Pattern - Outsourced S3 Filestore
Here Amazon Web Services provide persistent storage in the form of Amazon S3, their REST-based filestore.
Features
- REST API to upload, list, retrieve and delete files.
- AWS authentication can be used to generate transitive requests; all headers are ordered and then a checksum is somehow encoded with the (secret) password; the headers and the checksum can be passed to a third party for use within a specific time period.
- Every uploaded file can be accessed as a BitTorrent feed.
- Non-standard, Non-RESTy copy operation through header abuse on a PUT.
- Pay per GB of data stored per month, per GB uploaded or downloaded from the Internet, and per GET/HEAD operation.
- US and EU datastores
- 'buckets' can be made public, in which case the data is free to download by anyone.
- Every bucket is in fact a virtual host under s3.amazonaws.com.
Advantages
- Low storage and operational costs; it is hard to compete with their prices for large internet-visible datastores.
- Geo-location ensures high availability.
- EU datastore can be used to remain compliant with EU data protection legislation.
- RESTy interface is easy to use through third party libraries and tools.
- A public bucket can be used to serve up content direct to third parties; no need for any other hosting. All static content can be served this way.
- For EC2, data transfer is free; S3 acts as the persistent filestore.
Disadvantages
- As it is not WebDAV compatible, WebDAV clients cannot use it.
- It's non-standard authentication restricts secure access to AWS-enabled client libraries.

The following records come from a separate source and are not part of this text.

//! Heartbeat loop

use super::context::{LoopContext, SignalKind};
use crate::connection::SessionNotice;
use crate::protocol::{ClientCloseReason, GatewayMessage};
use tokio::time::{interval_at, Instant, MissedTickBehavior};

/// Beat on the session's interval until cancelled or timed out
///
/// A beat that finds the previous one still unacknowledged ends the loop
/// with exactly one resume request.
pub(crate) async fn run(ctx: LoopContext, jitter: bool) {
    let period = ctx.session.heartbeat_interval();
    if period.is_zero() {
        tracing::warn!(generation = ctx.generation, "Heartbeat interval is zero; not beating");
        return;
    }

    let first = if jitter {
        period.mul_f64(rand::random::<f64>())
    } else {
        period
    };
    let mut ticker = interval_at(Instant::now() + first, period);
    ticker.set_missed_tick_behavior(MissedTickBehavior::Delay);

    tracing::debug!(
        generation = ctx.generation,
        interval_ms = period.as_millis() as u64,
        first_ms = first.as_millis() as u64,
        "Heartbeat loop started"
    );

    loop {
        tokio::select! {
            biased;
            () = ctx.cancel.cancelled() => return,
            _ = ticker.tick() => {}
        }

        if ctx.session.is_awaiting_ack() {
            tracing::warn!(
                generation = ctx.generation,
                seq = ?ctx.session.sequence(),
                "Heartbeat not acknowledged; reconnecting"
            );
            *ctx.close_reason.lock() = ClientCloseReason::HeartbeatTimeout;
            ctx.notify(SessionNotice::HeartbeatTimedOut);
            ctx.signal(SignalKind::Reconnect { resume: true });
            return;
        }

        ctx.session.mark_beat();
        tracing::trace!(seq = ?ctx.session.sequence(), "Heartbeat");
        ctx.send(GatewayMessage::heartbeat(ctx.session.sequence()));
    }
}
//! Client configuration structs
//!
//! Loads configuration from environment variables (and a `.env` file if present).

use chat_core::Intents;
use serde::Deserialize;
use std::env;
use std::fmt;
use std::str::FromStr;
use std::time::Duration;

/// Main client configuration
#[derive(Debug, Clone)]
pub struct ClientConfig {
    pub app: AppSettings,
    /// Bot token, sent as `Bot <token>` over REST and in Identify/Resume
    pub token: String,
    pub gateway: GatewayConfig,
    pub rest: RestConfig,
    pub dispatch: DispatchConfig,
}

/// General application settings
#[derive(Debug, Clone)]
pub struct AppSettings {
    pub name: String,
    pub env: Environment,
}

impl Default for AppSettings {
    fn default() -> Self {
        Self {
            name: default_app_name(),
            env: Environment::default(),
        }
    }
}

/// Environment type
#[derive(Debug, Clone, Copy, PartialEq, Eq, Deserialize, Default)]
#[serde(rename_all = "lowercase")]
pub enum Environment {
    #[default]
    Development,
    Staging,
    Production,
}

impl Environment {
    #[must_use]
    pub fn is_production(&self) -> bool {
        matches!(self, Self::Production)
    }

    #[must_use]
    pub fn is_development(&self) -> bool {
        matches!(self, Self::Development)
    }
}

impl FromStr for Environment {
    type Err = String;

    fn from_str(s: &str) -> Result<Self, Self::Err> {
        match s.to_lowercase().as_str() {
            "production" => Ok(Self::Production),
            "staging" => Ok(Self::Staging),
            "development" => Ok(Self::Development),
            other => Err(format!("unknown environment '{other}'")),
        }
    }
}

/// Gateway frame compression mode
#[derive(Debug, Clone, Copy, PartialEq, Eq, Deserialize, Default)]
#[serde(rename_all = "kebab-case")]
pub enum Compression {
    /// Plain text frames
    #[default]
    None,
    /// Each binary frame is a complete zlib message (Identify `compress: true`)
    Payload,
    /// One inflate context per connection (`compress=zlib-stream` query)
    ZlibStream,
}

impl FromStr for Compression {
    type Err = String;

    fn from_str(s: &str) -> Result<Self, Self::Err> {
        match s.to_lowercase().as_str() {
            "none" | "" => Ok(Self::None),
            "payload" => Ok(Self::Payload),
            "zlib-stream" => Ok(Self::ZlibStream),
            other => Err(format!("unknown compression mode '{other}'")),
        }
    }
}

/// Gateway session configuration
#[derive(Debug, Clone)]
pub struct GatewayConfig {
    /// Fixed gateway URL; when unset the URL is bootstrapped over REST
    pub url: Option<String>,
    pub intents: Intents,
    pub compression: Compression,
    pub connect_timeout: Duration,
    pub handshake_timeout: Duration,
    pub reconnect_delay: Duration,
    pub invalid_session_delay: Duration,
    /// Outbound payloads allowed per `send_window`
    pub send_limit: u32,
    pub send_window: Duration,
    /// Delay the first heartbeat by a random fraction of the interval
    pub heartbeat_jitter: bool,
}

impl Default for GatewayConfig {
    fn default() -> Self {
        Self {
            url: None,
            intents: Intents::default(),
            compression: Compression::default(),
            connect_timeout: Duration::from_millis(default_connect_timeout_ms()),
            handshake_timeout: Duration::from_millis(default_handshake_timeout_ms()),
            reconnect_delay: Duration::from_millis(default_reconnect_delay_ms()),
            invalid_session_delay: Duration::from_millis(default_invalid_session_delay_ms()),
            send_limit: default_send_limit(),
            send_window: Duration::from_millis(default_window_ms()),
            heartbeat_jitter: true,
        }
    }
}

/// REST client configuration
#[derive(Debug, Clone)]
pub struct RestConfig {
    pub api_base: String,
    pub global_limit: u32,
    pub global_window: Duration,
    /// Retries after a 429 before the failure is surfaced
    pub max_retries: u32,
    /// Consecutive 404s after which a route is marked missing
    pub missing_route_threshold: u32,
    pub timeout: Duration,
    pub user_agent: String,
}

impl Default for RestConfig {
    fn default() -> Self {
        Self {
            api_base: default_api_base(),
            global_limit: default_send_limit(),
            global_window: Duration::from_millis(default_window_ms()),
            max_retries: default_max_retries(),
            missing_route_threshold: default_missing_route_threshold(),
            timeout: Duration::from_millis(default_rest_timeout_ms()),
            user_agent: default_user_agent(),
        }
    }
}

/// Dispatch delivery configuration
#[derive(Debug, Clone)]
pub struct DispatchConfig {
    /// Queue events while REST requests are in flight
    pub defer_while_rest: bool,
    pub drain_interval: Duration,
}

impl Default for DispatchConfig {
    fn default() -> Self {
        Self {
            defer_while_rest: false,
            drain_interval: Duration::from_millis(default_drain_interval_ms()),
        }
    }
}

// Default value functions
fn default_app_name() -> String {
    "chat-client".to_string()
}

fn default_api_base() -> String {
    "https://discord.com/api/v10".to_string()
}

fn default_user_agent() -> String {
    format!(
        "DiscordBot (https://github.com/chat-client, {})",
        env!("CARGO_PKG_VERSION")
    )
}

fn default_connect_timeout_ms() -> u64 {
    10_000
}

fn default_handshake_timeout_ms() -> u64 {
    10_000
}

fn default_reconnect_delay_ms() -> u64 {
    1_000
}

fn default_invalid_session_delay_ms() -> u64 {
    2_500
}

fn default_send_limit() -> u32 {
    120
}

fn default_window_ms() -> u64 {
    60_000 // 1 minute
}

fn default_max_retries() -> u32 {
    3
}

fn default_missing_route_threshold() -> u32 {
    2
}

fn default_rest_timeout_ms() -> u64 {
    15_000
}

fn default_drain_interval_ms() -> u64 {
    10
}

/// Read `name` through `lookup` and parse it, falling back to `default` when unset
fn parse_or<T, F>(lookup: &F, name: &'static str, default: T) -> Result<T, ConfigError>
where
    T: FromStr,
    T::Err: fmt::Display,
    F: Fn(&str) -> Option<String>,
{
    match lookup(name) {
        Some(raw) if !raw.trim().is_empty() => raw
            .trim()
            .parse()
            .map_err(|e: T::Err| ConfigError::InvalidValue(name, e.to_string())),
        _ => Ok(default),
    }
}

fn millis_or<F>(lookup: &F, name: &'static str, default: u64) -> Result<Duration, ConfigError>
where
    F: Fn(&str) -> Option<String>,
{
    parse_or(lookup, name, default).map(Duration::from_millis)
}

impl ClientConfig {
    /// Build a configuration with defaults around a token
    pub fn new(token: impl Into<String>) -> Self {
        Self {
            app: AppSettings::default(),
            token: token.into(),
            gateway: GatewayConfig::default(),
            rest: RestConfig::default(),
            dispatch: DispatchConfig::default(),
        }
    }

    /// Load configuration from environment variables
    ///
    /// # Errors
    /// Returns an error if `BOT_TOKEN` is missing or a variable fails to parse
    pub fn from_env() -> Result<Self, ConfigError> {
        // Load .env file if present (ignore errors if not found)
        let _ = dotenvy::dotenv();

        Self::from_source(|name| env::var(name).ok())
    }

    /// Load configuration from an arbitrary variable lookup
    pub fn from_source<F>(lookup: F) -> Result<Self, ConfigError>
    where
        F: Fn(&str) -> Option<String>,
    {
        let token = lookup("BOT_TOKEN")
            .filter(|t| !t.trim().is_empty())
            .ok_or(ConfigError::MissingVar("BOT_TOKEN"))?;

        let intents = match lookup("GATEWAY_INTENTS") {
            Some(raw) if !raw.trim().is_empty() => Intents::parse(&raw)
                .map_err(|e| ConfigError::InvalidValue("GATEWAY_INTENTS", e.to_string()))?,
            _ => Intents::default(),
        };

        Ok(Self {
            app: AppSettings {
                name: lookup("APP_NAME").unwrap_or_else(default_app_name),
                env: parse_or(&lookup, "APP_ENV", Environment::default())?,
            },
            token: token.trim().to_string(),
            gateway: GatewayConfig {
                url: lookup("GATEWAY_URL").filter(|u| !u.trim().is_empty()),
                intents,
                compression: parse_or(&lookup, "GATEWAY_COMPRESSION", Compression::default())?,
                connect_timeout: millis_or(
                    &lookup,
                    "GATEWAY_CONNECT_TIMEOUT_MS",
                    default_connect_timeout_ms(),
                )?,
                handshake_timeout: millis_or(
                    &lookup,
                    "GATEWAY_HANDSHAKE_TIMEOUT_MS",
                    default_handshake_timeout_ms(),
                )?,
                reconnect_delay: millis_or(
                    &lookup,
                    "GATEWAY_RECONNECT_DELAY_MS",
                    default_reconnect_delay_ms(),
                )?,
                invalid_session_delay: millis_or(
                    &lookup,
                    "GATEWAY_INVALID_SESSION_DELAY_MS",
                    default_invalid_session_delay_ms(),
                )?,
                send_limit: parse_or(&lookup, "GATEWAY_SEND_LIMIT", default_send_limit())?,
                send_window: millis_or(&lookup, "GATEWAY_SEND_WINDOW_MS", default_window_ms())?,
                heartbeat_jitter: parse_or(&lookup, "GATEWAY_HEARTBEAT_JITTER", true)?,
            },
            rest: RestConfig {
                api_base: lookup("REST_API_BASE")
                    .map(|base| base.trim_end_matches('/').to_string())
                    .unwrap_or_else(default_api_base),
                global_limit: parse_or(&lookup, "REST_GLOBAL_LIMIT", default_send_limit())?,
                global_window: millis_or(&lookup, "REST_GLOBAL_WINDOW_MS", default_window_ms())?,
                max_retries: parse_or(&lookup, "REST_MAX_RETRIES", default_max_retries())?,
                missing_route_threshold: parse_or(
                    &lookup,
                    "REST_MISSING_ROUTE_THRESHOLD",
                    default_missing_route_threshold(),
                )?,
                timeout: millis_or(&lookup, "REST_TIMEOUT_MS", default_rest_timeout_ms())?,
                user_agent: lookup("REST_USER_AGENT").unwrap_or_else(default_user_agent),
            },
            dispatch: DispatchConfig {
                defer_while_rest: parse_or(&lookup, "DISPATCH_DEFER_WHILE_REST", false)?,
                drain_interval: millis_or(
                    &lookup,
                    "DISPATCH_DRAIN_INTERVAL_MS",
                    default_drain_interval_ms(),
                )?,
            },
        })
    }
}

/// Configuration errors
#[derive(Debug, thiserror::Error)]
pub enum ConfigError {
    #[error("Missing required environment variable: {0}")]
    MissingVar(&'static str),

    #[error("Invalid value for {0}: {1}")]
    InvalidValue(&'static str, String),
}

- It's non-standard authentication mechanism is brittle against client side clock problems...if the client's clock is very out (or the client is configured to be in a different timezone from where it really is, a request may fail)
- Dependent on Amazon AWS for providing high availability services; there has been one outage in February 2008, related to authentication service overload rather than S3 itself.
SmartFrog support
The sf-ec2 components provide access to the S3 filestore by way of the sf-restlet libraries. S3 buckets can be created on deployment, (optionally) terminated on undeployment. Files may be uploaded to the bucket and deleted from it as part of deployments and workflow deployments. The sf-www health checks may also be used to verify that publicly visible artifacts are indeed publicly visible.